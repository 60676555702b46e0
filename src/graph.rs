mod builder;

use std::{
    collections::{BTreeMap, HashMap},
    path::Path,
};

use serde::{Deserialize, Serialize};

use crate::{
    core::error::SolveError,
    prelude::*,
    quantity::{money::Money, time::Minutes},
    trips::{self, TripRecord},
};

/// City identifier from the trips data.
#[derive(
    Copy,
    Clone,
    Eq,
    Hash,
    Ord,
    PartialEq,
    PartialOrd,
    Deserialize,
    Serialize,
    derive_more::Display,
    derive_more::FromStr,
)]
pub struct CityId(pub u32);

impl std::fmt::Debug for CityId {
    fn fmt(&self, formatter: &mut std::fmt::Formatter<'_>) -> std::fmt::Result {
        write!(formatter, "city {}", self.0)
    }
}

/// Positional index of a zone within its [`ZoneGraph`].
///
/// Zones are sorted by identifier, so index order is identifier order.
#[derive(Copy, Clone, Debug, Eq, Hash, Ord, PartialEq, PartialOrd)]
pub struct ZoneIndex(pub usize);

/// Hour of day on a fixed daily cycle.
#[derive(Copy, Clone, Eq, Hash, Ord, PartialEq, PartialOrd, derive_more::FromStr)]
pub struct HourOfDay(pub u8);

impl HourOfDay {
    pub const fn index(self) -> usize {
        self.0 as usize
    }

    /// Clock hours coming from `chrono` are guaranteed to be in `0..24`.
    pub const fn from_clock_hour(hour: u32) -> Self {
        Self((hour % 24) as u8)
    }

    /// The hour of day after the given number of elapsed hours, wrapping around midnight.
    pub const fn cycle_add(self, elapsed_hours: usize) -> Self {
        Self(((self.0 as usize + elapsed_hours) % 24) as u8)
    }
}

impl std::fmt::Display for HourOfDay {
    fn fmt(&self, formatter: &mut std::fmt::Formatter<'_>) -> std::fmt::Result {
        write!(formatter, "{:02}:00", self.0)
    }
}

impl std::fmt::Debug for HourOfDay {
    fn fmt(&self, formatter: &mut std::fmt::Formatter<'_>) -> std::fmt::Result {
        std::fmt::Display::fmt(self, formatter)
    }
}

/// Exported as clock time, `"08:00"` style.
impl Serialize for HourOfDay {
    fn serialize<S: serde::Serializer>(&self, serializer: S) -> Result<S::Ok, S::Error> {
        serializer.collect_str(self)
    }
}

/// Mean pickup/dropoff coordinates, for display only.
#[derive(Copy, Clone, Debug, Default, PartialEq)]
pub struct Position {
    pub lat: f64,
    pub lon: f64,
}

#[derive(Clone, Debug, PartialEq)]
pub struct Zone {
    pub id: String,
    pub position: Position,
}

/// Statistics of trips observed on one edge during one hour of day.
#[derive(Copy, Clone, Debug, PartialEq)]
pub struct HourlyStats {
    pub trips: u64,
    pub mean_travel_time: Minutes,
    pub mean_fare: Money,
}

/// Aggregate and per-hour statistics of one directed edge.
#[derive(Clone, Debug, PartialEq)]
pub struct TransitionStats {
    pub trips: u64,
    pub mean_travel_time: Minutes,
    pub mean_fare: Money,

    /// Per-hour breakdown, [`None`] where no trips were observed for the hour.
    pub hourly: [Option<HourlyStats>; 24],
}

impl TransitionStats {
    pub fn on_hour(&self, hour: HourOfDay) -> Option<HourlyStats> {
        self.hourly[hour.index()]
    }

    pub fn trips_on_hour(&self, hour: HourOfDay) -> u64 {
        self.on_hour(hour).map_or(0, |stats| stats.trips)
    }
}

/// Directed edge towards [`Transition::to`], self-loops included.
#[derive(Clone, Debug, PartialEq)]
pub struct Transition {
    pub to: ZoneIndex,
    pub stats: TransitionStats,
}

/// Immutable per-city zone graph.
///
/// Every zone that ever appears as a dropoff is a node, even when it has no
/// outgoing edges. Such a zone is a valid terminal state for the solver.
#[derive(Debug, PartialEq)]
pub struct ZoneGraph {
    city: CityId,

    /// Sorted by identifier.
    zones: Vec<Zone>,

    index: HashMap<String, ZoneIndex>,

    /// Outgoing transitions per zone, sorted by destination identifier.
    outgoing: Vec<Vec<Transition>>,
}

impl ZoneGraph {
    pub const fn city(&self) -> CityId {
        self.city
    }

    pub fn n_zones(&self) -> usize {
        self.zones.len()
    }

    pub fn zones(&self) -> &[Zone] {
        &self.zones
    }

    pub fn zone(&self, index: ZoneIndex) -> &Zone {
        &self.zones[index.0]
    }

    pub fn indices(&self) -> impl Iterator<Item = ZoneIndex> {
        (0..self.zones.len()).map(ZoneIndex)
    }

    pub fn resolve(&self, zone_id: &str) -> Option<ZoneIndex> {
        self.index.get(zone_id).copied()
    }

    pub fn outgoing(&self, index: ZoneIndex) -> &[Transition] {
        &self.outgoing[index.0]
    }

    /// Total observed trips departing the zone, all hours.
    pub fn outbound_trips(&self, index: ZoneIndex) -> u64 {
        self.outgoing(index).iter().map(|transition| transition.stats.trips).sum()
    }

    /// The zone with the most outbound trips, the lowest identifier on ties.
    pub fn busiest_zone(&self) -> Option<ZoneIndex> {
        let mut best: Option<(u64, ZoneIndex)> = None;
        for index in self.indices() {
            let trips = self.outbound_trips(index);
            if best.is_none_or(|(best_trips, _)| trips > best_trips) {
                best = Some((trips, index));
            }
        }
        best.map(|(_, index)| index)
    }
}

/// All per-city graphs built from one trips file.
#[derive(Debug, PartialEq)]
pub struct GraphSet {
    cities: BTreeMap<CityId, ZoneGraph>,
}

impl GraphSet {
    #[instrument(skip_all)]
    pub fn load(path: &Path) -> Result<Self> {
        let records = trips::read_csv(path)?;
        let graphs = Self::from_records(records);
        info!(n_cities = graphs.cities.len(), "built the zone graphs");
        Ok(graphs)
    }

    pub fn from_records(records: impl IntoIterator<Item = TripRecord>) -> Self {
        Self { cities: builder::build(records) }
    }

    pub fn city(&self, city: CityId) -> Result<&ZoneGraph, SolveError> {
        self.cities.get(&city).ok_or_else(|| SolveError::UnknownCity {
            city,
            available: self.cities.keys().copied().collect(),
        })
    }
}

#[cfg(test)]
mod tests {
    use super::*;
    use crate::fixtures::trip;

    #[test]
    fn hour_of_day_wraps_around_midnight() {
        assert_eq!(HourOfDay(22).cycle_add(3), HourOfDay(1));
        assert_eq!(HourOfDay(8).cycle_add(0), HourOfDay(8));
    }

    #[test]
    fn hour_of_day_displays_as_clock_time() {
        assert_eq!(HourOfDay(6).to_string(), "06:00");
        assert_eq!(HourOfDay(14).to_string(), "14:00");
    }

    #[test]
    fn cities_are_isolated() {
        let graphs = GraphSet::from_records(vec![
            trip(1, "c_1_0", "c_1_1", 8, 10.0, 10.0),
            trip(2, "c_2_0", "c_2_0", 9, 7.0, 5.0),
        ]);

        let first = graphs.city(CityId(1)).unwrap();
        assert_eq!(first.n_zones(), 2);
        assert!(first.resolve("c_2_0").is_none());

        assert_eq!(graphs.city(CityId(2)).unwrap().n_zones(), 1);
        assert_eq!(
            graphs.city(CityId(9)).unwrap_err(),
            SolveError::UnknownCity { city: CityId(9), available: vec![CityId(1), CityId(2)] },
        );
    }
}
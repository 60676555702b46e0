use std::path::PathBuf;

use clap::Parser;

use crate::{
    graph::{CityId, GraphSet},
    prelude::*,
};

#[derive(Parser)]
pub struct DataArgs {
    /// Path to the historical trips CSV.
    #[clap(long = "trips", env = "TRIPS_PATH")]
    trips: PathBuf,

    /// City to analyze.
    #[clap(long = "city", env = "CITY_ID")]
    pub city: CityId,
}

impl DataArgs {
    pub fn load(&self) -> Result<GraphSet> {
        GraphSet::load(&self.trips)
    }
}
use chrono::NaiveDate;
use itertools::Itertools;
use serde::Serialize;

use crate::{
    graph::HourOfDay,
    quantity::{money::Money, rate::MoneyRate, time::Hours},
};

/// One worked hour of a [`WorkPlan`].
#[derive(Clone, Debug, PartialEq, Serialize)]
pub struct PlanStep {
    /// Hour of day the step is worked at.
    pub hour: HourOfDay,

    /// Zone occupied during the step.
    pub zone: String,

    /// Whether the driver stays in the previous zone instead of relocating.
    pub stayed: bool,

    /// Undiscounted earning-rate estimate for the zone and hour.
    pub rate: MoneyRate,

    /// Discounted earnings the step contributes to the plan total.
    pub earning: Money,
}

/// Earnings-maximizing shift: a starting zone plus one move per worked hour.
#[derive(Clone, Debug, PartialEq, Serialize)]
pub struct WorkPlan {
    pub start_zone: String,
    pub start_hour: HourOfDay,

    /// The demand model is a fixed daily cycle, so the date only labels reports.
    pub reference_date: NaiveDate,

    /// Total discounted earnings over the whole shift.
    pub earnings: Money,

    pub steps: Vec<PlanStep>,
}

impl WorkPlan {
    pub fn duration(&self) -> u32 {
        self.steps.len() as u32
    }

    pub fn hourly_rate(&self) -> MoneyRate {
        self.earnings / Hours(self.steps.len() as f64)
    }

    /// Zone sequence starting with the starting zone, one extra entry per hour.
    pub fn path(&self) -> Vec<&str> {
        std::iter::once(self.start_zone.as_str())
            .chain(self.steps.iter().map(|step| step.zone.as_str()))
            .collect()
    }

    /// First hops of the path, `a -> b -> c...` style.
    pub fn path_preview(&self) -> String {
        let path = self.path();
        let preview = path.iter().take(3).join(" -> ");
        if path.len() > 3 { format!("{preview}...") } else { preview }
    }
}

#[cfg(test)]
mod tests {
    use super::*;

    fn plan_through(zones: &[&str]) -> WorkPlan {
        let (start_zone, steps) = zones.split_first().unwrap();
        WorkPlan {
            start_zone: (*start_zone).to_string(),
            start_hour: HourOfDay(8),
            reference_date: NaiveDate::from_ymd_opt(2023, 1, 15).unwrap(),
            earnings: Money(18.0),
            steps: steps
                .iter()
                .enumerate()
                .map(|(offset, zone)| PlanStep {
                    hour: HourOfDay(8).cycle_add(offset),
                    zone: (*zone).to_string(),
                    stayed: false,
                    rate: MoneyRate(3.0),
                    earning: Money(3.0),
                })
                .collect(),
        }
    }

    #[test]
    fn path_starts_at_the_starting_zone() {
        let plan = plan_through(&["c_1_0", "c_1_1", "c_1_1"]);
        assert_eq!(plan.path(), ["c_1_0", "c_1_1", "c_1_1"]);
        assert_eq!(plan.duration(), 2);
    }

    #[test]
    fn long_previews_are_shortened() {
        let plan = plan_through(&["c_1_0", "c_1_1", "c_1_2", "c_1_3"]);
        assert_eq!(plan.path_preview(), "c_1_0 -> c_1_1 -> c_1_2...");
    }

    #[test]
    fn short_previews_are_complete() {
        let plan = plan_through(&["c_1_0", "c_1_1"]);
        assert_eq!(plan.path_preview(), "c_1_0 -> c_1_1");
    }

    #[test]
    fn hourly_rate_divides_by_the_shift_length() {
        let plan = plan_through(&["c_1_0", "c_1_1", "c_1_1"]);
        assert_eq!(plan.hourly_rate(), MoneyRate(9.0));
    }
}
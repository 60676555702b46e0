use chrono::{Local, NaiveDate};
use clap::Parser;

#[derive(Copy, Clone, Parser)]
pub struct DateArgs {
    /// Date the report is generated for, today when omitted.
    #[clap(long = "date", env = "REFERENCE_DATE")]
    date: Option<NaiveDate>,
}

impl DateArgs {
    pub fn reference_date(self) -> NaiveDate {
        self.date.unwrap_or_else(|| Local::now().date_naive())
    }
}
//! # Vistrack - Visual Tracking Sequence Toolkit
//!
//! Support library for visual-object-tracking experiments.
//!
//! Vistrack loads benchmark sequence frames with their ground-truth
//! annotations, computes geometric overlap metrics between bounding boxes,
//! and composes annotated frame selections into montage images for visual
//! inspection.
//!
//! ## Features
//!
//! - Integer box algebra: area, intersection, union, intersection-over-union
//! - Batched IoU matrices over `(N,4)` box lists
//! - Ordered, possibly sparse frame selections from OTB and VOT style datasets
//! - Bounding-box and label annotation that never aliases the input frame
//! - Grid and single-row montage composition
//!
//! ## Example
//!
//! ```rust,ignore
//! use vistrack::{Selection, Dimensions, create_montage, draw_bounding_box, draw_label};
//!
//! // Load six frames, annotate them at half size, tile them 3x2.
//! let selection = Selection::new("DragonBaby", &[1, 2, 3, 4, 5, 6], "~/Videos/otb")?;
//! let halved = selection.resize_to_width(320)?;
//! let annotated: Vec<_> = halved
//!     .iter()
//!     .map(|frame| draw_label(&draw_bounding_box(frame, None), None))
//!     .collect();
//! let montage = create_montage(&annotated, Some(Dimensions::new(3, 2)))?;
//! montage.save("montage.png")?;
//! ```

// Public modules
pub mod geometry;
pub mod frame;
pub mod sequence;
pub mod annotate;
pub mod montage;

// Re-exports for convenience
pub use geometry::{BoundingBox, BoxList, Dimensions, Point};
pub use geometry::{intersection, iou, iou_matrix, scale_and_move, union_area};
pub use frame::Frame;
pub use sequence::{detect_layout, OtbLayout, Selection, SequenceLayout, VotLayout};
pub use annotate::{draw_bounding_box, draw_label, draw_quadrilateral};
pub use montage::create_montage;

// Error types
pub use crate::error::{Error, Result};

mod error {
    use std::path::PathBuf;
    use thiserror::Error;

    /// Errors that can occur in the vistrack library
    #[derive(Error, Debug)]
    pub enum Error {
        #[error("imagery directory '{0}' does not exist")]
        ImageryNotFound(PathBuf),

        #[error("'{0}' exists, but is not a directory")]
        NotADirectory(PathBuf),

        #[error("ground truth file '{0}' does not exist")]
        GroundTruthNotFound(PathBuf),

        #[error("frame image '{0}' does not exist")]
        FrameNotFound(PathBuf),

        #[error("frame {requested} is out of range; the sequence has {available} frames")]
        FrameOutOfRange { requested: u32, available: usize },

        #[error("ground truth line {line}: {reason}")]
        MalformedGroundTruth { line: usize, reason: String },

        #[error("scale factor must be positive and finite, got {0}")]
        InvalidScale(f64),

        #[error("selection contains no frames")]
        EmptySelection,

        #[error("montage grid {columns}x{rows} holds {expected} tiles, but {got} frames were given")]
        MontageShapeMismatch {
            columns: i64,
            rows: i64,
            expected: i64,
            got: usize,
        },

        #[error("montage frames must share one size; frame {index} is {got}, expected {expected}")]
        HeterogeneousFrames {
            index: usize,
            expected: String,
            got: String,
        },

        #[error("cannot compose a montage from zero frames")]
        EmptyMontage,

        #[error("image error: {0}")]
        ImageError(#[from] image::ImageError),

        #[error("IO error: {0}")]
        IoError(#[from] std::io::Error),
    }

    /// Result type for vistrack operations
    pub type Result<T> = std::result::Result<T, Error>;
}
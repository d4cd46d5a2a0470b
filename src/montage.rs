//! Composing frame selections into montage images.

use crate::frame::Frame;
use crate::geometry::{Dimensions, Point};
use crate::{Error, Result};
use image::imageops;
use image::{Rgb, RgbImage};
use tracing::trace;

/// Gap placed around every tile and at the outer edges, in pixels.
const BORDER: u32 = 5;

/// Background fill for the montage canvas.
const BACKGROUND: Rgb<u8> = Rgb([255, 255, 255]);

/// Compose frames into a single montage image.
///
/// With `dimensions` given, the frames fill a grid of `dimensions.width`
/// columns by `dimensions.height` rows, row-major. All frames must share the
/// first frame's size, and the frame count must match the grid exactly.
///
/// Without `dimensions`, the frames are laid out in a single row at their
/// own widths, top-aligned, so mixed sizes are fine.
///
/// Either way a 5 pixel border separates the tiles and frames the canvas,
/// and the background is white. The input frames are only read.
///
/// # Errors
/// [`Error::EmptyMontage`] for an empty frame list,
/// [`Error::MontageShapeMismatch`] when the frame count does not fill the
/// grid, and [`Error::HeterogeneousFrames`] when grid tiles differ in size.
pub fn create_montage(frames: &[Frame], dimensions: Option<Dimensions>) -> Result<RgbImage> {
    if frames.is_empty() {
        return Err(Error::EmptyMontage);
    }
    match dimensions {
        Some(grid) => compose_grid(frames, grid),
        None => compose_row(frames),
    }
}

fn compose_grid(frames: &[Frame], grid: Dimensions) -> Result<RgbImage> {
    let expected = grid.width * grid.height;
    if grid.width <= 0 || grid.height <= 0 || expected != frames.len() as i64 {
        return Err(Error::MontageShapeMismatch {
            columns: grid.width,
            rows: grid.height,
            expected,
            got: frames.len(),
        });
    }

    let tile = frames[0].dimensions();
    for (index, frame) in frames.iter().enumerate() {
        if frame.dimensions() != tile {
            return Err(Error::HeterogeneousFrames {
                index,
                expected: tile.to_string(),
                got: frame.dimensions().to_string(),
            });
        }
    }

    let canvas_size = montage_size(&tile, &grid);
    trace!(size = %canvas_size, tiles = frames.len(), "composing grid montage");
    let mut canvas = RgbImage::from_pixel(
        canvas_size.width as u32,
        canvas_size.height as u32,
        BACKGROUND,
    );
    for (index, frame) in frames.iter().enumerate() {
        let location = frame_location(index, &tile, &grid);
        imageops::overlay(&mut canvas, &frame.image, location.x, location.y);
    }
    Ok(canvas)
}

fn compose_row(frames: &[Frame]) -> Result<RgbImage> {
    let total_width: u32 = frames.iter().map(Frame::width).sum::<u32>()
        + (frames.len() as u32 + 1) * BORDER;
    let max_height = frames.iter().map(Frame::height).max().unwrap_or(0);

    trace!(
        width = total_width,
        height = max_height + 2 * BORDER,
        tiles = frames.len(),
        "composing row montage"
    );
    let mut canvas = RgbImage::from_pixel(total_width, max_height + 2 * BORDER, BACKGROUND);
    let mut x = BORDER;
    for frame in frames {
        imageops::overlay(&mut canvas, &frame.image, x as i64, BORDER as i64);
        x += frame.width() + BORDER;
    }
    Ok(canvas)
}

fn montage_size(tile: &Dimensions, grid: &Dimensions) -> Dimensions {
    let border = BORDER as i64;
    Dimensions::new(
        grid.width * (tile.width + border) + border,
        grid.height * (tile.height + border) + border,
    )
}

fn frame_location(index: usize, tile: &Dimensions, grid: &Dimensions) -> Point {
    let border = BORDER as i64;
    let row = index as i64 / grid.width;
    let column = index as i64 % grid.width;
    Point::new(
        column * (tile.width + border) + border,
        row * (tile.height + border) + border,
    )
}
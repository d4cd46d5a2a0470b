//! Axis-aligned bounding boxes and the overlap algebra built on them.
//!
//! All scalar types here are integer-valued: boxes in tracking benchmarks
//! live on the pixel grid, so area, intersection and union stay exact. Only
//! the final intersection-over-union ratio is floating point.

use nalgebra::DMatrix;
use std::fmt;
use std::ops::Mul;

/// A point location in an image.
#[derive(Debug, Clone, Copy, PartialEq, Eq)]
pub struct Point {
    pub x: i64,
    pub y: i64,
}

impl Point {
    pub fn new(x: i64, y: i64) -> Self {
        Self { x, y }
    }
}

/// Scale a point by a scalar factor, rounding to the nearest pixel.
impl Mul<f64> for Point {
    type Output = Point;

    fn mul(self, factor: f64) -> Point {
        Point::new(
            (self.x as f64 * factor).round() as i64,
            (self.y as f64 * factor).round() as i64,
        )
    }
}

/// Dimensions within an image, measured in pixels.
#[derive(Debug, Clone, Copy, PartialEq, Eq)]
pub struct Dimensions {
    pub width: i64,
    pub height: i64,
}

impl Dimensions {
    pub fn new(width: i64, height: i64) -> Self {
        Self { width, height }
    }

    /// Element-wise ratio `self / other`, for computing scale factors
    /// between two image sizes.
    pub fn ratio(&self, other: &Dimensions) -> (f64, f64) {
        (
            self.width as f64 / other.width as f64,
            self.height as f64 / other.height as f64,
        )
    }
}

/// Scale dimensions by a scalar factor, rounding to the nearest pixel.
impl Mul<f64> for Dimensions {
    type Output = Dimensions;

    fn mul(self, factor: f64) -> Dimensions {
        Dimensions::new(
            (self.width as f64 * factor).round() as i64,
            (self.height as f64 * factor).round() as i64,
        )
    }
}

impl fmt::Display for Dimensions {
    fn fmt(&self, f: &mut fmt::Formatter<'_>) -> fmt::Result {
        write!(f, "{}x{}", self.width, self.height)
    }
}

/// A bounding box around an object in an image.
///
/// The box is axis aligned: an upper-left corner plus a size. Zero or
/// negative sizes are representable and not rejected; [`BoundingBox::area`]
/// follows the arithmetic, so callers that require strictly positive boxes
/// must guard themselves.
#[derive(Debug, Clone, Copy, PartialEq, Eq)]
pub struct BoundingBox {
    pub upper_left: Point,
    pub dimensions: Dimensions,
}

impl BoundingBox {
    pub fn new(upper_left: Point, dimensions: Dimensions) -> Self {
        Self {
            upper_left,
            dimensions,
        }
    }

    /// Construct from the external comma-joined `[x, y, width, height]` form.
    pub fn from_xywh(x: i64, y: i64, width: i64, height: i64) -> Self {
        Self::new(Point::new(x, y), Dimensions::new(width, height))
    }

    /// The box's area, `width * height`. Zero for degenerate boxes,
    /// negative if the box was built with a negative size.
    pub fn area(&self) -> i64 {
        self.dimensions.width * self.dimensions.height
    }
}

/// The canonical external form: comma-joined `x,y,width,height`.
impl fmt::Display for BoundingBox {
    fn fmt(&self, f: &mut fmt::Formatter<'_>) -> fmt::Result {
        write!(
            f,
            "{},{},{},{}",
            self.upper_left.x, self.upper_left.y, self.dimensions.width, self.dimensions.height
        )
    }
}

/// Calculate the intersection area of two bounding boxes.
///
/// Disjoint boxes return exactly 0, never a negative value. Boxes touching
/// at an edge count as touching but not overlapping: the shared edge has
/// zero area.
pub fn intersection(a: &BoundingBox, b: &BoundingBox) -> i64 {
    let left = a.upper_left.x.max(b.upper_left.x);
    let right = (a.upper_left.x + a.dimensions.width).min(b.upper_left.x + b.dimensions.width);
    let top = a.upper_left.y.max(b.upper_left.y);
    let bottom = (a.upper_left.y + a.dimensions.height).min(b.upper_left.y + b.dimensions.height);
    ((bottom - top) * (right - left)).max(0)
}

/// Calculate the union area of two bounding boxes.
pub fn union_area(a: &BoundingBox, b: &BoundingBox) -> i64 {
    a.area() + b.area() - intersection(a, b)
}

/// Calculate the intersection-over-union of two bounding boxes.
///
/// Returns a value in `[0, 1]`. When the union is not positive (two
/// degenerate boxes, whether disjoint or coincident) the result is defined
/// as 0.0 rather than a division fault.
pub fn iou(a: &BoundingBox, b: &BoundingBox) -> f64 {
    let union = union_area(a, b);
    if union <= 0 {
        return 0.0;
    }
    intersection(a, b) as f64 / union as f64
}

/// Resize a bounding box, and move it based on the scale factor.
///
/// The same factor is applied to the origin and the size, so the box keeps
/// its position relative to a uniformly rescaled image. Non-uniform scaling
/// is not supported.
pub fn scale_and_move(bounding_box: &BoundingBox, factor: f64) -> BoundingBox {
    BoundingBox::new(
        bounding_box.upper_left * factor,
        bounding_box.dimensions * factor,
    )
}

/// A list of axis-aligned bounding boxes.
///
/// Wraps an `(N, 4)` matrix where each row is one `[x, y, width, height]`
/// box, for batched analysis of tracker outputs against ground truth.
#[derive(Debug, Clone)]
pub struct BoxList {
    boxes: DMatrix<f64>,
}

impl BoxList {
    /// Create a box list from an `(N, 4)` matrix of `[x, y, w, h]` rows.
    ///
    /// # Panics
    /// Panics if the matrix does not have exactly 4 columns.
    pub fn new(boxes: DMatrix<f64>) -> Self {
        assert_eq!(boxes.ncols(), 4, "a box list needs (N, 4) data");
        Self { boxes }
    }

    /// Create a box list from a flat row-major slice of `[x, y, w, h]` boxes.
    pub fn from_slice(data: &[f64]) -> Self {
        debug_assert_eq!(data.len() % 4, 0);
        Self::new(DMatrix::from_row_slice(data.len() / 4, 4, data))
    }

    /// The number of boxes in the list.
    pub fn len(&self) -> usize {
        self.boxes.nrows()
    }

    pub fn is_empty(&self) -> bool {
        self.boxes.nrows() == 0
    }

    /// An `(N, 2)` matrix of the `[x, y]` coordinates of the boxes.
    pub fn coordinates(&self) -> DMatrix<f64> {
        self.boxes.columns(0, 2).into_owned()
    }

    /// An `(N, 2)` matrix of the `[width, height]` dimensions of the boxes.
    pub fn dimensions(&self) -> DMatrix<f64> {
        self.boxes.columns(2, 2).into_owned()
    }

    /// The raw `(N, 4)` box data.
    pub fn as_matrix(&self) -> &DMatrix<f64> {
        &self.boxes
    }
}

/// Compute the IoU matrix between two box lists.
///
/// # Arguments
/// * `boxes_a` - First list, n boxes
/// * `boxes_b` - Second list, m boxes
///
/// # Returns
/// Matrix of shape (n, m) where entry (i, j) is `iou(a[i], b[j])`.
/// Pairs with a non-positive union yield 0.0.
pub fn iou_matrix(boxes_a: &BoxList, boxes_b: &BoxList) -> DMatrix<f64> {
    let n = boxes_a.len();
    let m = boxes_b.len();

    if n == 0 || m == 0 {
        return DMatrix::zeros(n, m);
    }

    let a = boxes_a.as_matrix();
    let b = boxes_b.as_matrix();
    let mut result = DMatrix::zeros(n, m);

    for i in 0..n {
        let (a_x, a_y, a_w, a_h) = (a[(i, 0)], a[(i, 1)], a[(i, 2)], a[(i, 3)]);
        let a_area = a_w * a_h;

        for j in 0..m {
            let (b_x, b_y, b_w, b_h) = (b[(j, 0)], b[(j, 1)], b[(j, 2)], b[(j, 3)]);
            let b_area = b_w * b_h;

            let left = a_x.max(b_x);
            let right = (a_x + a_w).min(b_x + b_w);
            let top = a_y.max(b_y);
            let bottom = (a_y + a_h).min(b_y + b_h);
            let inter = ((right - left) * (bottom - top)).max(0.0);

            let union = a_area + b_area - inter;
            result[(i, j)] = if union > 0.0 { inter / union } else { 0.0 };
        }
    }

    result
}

____

- [Exercise directions]:
Within the material above, find the lines that contain the word "expected"; copy them.

- [Solution for this problem]:
        #[error("montage grid {columns}x{rows} holds {expected} tiles, but {got} frames were given")]
            expected: i64,
        #[error("montage frames must share one size; frame {index} is {got}, expected {expected}")]
            expected: String,
    let expected = grid.width * grid.height;
    if grid.width <= 0 || grid.height <= 0 || expected != frames.len() as i64 {
            expected,
                expected: tile.to_string(),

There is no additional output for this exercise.